TO DO: A faithful copy of the whole listing is required, with nothing left out.

****************************************

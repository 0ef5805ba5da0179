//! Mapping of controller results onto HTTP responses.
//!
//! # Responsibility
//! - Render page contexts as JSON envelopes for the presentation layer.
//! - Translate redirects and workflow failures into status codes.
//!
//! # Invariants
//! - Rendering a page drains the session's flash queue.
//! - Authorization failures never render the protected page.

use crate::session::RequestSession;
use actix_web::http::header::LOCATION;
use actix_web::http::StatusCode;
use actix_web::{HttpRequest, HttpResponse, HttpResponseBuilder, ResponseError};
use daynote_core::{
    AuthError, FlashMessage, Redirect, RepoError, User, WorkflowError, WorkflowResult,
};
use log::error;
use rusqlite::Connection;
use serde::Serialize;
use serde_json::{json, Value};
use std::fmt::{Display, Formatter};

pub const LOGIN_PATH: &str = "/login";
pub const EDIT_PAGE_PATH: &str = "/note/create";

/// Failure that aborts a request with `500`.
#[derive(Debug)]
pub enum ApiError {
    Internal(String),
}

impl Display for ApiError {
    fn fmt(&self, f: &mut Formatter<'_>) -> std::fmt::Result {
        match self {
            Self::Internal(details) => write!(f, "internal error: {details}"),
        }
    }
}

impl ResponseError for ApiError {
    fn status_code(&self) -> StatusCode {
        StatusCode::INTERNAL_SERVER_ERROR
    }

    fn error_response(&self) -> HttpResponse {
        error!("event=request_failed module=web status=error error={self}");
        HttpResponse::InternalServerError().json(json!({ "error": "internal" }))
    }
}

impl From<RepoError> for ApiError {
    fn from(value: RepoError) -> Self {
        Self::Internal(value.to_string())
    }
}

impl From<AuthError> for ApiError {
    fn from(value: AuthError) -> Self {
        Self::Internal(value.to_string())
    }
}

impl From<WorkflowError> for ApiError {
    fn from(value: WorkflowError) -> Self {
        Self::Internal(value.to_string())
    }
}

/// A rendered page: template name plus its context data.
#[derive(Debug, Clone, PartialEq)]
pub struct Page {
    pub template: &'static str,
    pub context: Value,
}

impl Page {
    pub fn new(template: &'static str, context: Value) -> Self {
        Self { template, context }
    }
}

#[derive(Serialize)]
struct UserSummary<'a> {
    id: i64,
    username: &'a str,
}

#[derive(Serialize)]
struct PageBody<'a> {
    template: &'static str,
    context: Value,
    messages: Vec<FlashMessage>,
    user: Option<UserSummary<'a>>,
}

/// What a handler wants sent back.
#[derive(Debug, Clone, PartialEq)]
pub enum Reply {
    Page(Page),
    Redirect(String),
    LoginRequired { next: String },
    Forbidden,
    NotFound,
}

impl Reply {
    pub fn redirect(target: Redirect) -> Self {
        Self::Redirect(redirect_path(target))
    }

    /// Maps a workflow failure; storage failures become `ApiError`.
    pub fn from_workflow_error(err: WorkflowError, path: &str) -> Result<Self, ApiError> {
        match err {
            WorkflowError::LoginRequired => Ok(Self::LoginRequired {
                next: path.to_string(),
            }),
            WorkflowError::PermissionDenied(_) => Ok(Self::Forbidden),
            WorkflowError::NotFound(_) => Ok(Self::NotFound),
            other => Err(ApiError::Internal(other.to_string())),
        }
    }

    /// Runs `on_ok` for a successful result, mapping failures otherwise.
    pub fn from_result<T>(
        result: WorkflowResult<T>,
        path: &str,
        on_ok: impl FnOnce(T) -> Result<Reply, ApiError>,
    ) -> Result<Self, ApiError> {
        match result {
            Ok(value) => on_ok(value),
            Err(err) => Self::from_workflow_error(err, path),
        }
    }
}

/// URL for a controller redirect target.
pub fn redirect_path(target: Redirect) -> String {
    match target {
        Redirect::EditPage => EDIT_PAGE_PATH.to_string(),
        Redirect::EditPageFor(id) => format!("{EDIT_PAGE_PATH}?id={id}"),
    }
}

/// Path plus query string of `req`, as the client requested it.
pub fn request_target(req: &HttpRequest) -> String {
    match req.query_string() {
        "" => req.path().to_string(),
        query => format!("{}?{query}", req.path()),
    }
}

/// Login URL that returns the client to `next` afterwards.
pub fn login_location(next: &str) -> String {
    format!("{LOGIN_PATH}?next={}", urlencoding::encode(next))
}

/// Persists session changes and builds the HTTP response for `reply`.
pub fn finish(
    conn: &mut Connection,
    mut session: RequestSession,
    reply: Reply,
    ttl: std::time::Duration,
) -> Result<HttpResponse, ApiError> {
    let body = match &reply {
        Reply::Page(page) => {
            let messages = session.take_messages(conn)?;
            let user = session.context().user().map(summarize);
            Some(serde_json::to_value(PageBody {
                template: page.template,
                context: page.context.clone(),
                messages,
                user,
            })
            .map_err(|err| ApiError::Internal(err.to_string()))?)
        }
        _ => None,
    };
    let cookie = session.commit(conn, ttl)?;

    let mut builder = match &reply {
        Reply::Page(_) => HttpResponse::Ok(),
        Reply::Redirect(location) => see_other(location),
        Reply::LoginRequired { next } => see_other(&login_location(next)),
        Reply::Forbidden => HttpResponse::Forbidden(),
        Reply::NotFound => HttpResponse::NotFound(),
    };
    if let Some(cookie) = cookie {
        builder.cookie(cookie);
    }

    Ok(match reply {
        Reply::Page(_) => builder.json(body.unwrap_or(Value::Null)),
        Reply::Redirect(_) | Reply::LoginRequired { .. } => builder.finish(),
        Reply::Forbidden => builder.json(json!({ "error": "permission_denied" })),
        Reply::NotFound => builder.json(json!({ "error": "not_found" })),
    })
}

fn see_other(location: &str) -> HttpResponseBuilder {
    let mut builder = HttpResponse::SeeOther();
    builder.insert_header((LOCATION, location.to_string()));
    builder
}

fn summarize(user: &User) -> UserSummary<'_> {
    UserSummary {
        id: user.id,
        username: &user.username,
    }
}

****************************************

ANSWER SECTION:
repository 0ef5805ba5da0179
//! Mapping of controller results onto HTTP responses.
//!
//! # Responsibility
//! - Render page contexts as JSON envelopes for the presentation layer.
//! - Translate redirects and workflow failures into status codes.
//!
//! # Invariants
//! - Rendering a page drains the session's flash queue.
//! - Authorization failures never render the protected page.

use crate::session::RequestSession;
use actix_web::http::header::LOCATION;
use actix_web::http::StatusCode;
use actix_web::{HttpRequest, HttpResponse, HttpResponseBuilder, ResponseError};
use daynote_core::{
    AuthError, FlashMessage, Redirect, RepoError, User, WorkflowError, WorkflowResult,
};
use log::error;
use rusqlite::Connection;
use serde::Serialize;
use serde_json::{json, Value};
use std::fmt::{Display, Formatter};

pub const LOGIN_PATH: &str = "/login";
pub const EDIT_PAGE_PATH: &str = "/note/create";

/// Failure that aborts a request with `500`.
#[derive(Debug)]
pub enum ApiError {
    Internal(String),
}

impl Display for ApiError {
    fn fmt(&self, f: &mut Formatter<'_>) -> std::fmt::Result {
        match self {
            Self::Internal(details) => write!(f, "internal error: {details}"),
        }
    }
}

impl ResponseError for ApiError {
    fn status_code(&self) -> StatusCode {
        StatusCode::INTERNAL_SERVER_ERROR
    }

    fn error_response(&self) -> HttpResponse {
        error!("event=request_failed module=web status=error error={self}");
        HttpResponse::InternalServerError().json(json!({ "error": "internal" }))
    }
}

impl From<RepoError> for ApiError {
    fn from(value: RepoError) -> Self {
        Self::Internal(value.to_string())
    }
}

impl From<AuthError> for ApiError {
    fn from(value: AuthError) -> Self {
        Self::Internal(value.to_string())
    }
}

impl From<WorkflowError> for ApiError {
    fn from(value: WorkflowError) -> Self {
        Self::Internal(value.to_string())
    }
}

/// A rendered page: template name plus its context data.
#[derive(Debug, Clone, PartialEq)]
pub struct Page {
    pub template: &'static str,
    pub context: Value,
}

impl Page {
    pub fn new(template: &'static str, context: Value) -> Self {
        Self { template, context }
    }
}

#[derive(Serialize)]
struct UserSummary<'a> {
    id: i64,
    username: &'a str,
}

#[derive(Serialize)]
struct PageBody<'a> {
    template: &'static str,
    context: Value,
    messages: Vec<FlashMessage>,
    user: Option<UserSummary<'a>>,
}

/// What a handler wants sent back.
#[derive(Debug, Clone, PartialEq)]
pub enum Reply {
    Page(Page),
    Redirect(String),
    LoginRequired { next: String },
    Forbidden,
    NotFound,
}

impl Reply {
    pub fn redirect(target: Redirect) -> Self {
        Self::Redirect(redirect_path(target))
    }

    /// Maps a workflow failure; storage failures become `ApiError`.
    pub fn from_workflow_error(err: WorkflowError, path: &str) -> Result<Self, ApiError> {
        match err {
            WorkflowError::LoginRequired => Ok(Self::LoginRequired {
                next: path.to_string(),
            }),
            WorkflowError::PermissionDenied(_) => Ok(Self::Forbidden),
            WorkflowError::NotFound(_) => Ok(Self::NotFound),
            other => Err(ApiError::Internal(other.to_string())),
        }
    }

    /// Runs `on_ok` for a successful result, mapping failures otherwise.
    pub fn from_result<T>(
        result: WorkflowResult<T>,
        path: &str,
        on_ok: impl FnOnce(T) -> Result<Reply, ApiError>,
    ) -> Result<Self, ApiError> {
        match result {
            Ok(value) => on_ok(value),
            Err(err) => Self::from_workflow_error(err, path),
        }
    }
}

/// URL for a controller redirect target.
pub fn redirect_path(target: Redirect) -> String {
    match target {
        Redirect::EditPage => EDIT_PAGE_PATH.to_string(),
        Redirect::EditPageFor(id) => format!("{EDIT_PAGE_PATH}?id={id}"),
    }
}

/// Path plus query string of `req`, as the client requested it.
pub fn request_target(req: &HttpRequest) -> String {
    match req.query_string() {
        "" => req.path().to_string(),
        query => format!("{}?{query}", req.path()),
    }
}

/// Login URL that returns the client to `next` afterwards.
pub fn login_location(next: &str) -> String {
    format!("{LOGIN_PATH}?next={}", urlencoding::encode(next))
}

/// Persists session changes and builds the HTTP response for `reply`.
pub fn finish(
    conn: &mut Connection,
    mut session: RequestSession,
    reply: Reply,
    ttl: std::time::Duration,
) -> Result<HttpResponse, ApiError> {
    let body = match &reply {
        Reply::Page(page) => {
            let messages = session.take_messages(conn)?;
            let user = session.context().user().map(summarize);
            Some(serde_json::to_value(PageBody {
                template: page.template,
                context: page.context.clone(),
                messages,
                user,
            })
            .map_err(|err| ApiError::Internal(err.to_string()))?)
        }
        _ => None,
    };
    let cookie = session.commit(conn, ttl)?;

    let mut builder = match &reply {
        Reply::Page(_) => HttpResponse::Ok(),
        Reply::Redirect(location) => see_other(location),
        Reply::LoginRequired { next } => see_other(&login_location(next)),
        Reply::Forbidden => HttpResponse::Forbidden(),
        Reply::NotFound => HttpResponse::NotFound(),
    };
    if let Some(cookie) = cookie {
        builder.cookie(cookie);
    }

    Ok(match reply {
        Reply::Page(_) => builder.json(body.unwrap_or(Value::Null)),
        Reply::Redirect(_) | Reply::LoginRequired { .. } => builder.finish(),
        Reply::Forbidden => builder.json(json!({ "error": "permission_denied" })),
        Reply::NotFound => builder.json(json!({ "error": "not_found" })),
    })
}

fn see_other(location: &str) -> HttpResponseBuilder {
    let mut builder = HttpResponse::SeeOther();
    builder.insert_header((LOCATION, location.to_string()));
    builder
}

fn summarize(user: &User) -> UserSummary<'_> {
    UserSummary {
        id: user.id,
        username: &user.username,
    }
}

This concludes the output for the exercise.